What you are asked to do — Whenever the string "trait" turns up in a line of the data below, copy that line.

Data provided —
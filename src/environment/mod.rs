//! Environment management for spag
//!
//! Environments are named YAML documents (dev, staging, production, ...) holding
//! an `endpoint`, default `headers`, a request `dir` and any other values that
//! templates may reference as `{{[dev].some.key}}` or `{{[].some.key}}` for the
//! active environment.
//!
//! The template engine only ever reads environments through the
//! [`EnvironmentProvider`] trait. [`EnvironmentStore`] is the file-backed
//! implementation used by the CLI; [`MemoryEnvironments`] serves tests and
//! benchmarks.
//!
//! # Example
//!
//! ```no_run
//! use spag::environment::{EnvironmentProvider, EnvironmentStore};
//!
//! let store = EnvironmentStore::new(".spag/environments", ".yml");
//! store.activate("dev").unwrap();
//!
//! let env = store.load_environment(None).unwrap();
//! if let Ok(endpoint) = env.lookup("endpoint") {
//!     println!("Endpoint: {:?}", endpoint.as_str());
//! }
//! ```

pub mod store;

use std::collections::HashMap;
use thiserror::Error;

use crate::document::{Document, PathError};
use crate::files::FileError;

pub use store::EnvironmentStore;

/// Name of the environment used when none has been activated.
pub const DEFAULT_ENV_NAME: &str = "default";

/// Errors that can occur while reading or editing environments
#[derive(Debug, Error)]
pub enum EnvError {
    /// No environment with this name exists
    #[error("Environment '{0}' not found")]
    NotFound(String),

    /// The environment name is not usable as a file name
    #[error("Invalid environment name: '{0}'. Names must be alphanumeric with underscores/hyphens")]
    InvalidName(String),

    /// A key to unset or read was not present
    #[error("Could not find '{0}' in the environment")]
    KeyNotFound(String),

    /// The environment file is not a mapping at its root
    #[error("Invalid environment format: {0}")]
    InvalidFormat(String),

    /// A key path could not be applied to the document
    #[error("Invalid key path: {0}")]
    Path(#[from] PathError),

    /// Reading or writing the environment files failed
    #[error(transparent)]
    File(#[from] FileError),
}

/// Read access to environment documents.
pub trait EnvironmentProvider {
    /// Loads the environment called `name`, or the active one when `None`.
    fn load_environment(&self, name: Option<&str>) -> Result<Document, EnvError>;
}

/// In-memory environments with an optional active name.
#[derive(Debug, Clone, Default)]
pub struct MemoryEnvironments {
    environments: HashMap<String, Document>,
    active: Option<String>,
}

impl MemoryEnvironments {
    /// Creates an empty collection
    pub fn new() -> Self {
        Self::default()
    }

    /// Adds or replaces an environment
    pub fn insert(&mut self, name: impl Into<String>, env: Document) {
        self.environments.insert(name.into(), env);
    }

    /// Builder-style variant of [`insert`](Self::insert)
    pub fn with(mut self, name: impl Into<String>, env: Document) -> Self {
        self.insert(name, env);
        self
    }

    /// Sets the active environment. Returns false if it does not exist.
    pub fn set_active(&mut self, name: impl Into<String>) -> bool {
        let name = name.into();
        if self.environments.contains_key(&name) {
            self.active = Some(name);
            true
        } else {
            false
        }
    }
}

impl EnvironmentProvider for MemoryEnvironments {
    fn load_environment(&self, name: Option<&str>) -> Result<Document, EnvError> {
        let name = match name {
            Some(name) => name,
            None => self.active.as_deref().unwrap_or(DEFAULT_ENV_NAME),
        };
        self.environments
            .get(name)
            .cloned()
            .ok_or_else(|| EnvError::NotFound(name.to_string()))
    }
}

Response to the task —
//! [`EnvironmentProvider`] trait. [`EnvironmentStore`] is the file-backed
pub trait EnvironmentProvider {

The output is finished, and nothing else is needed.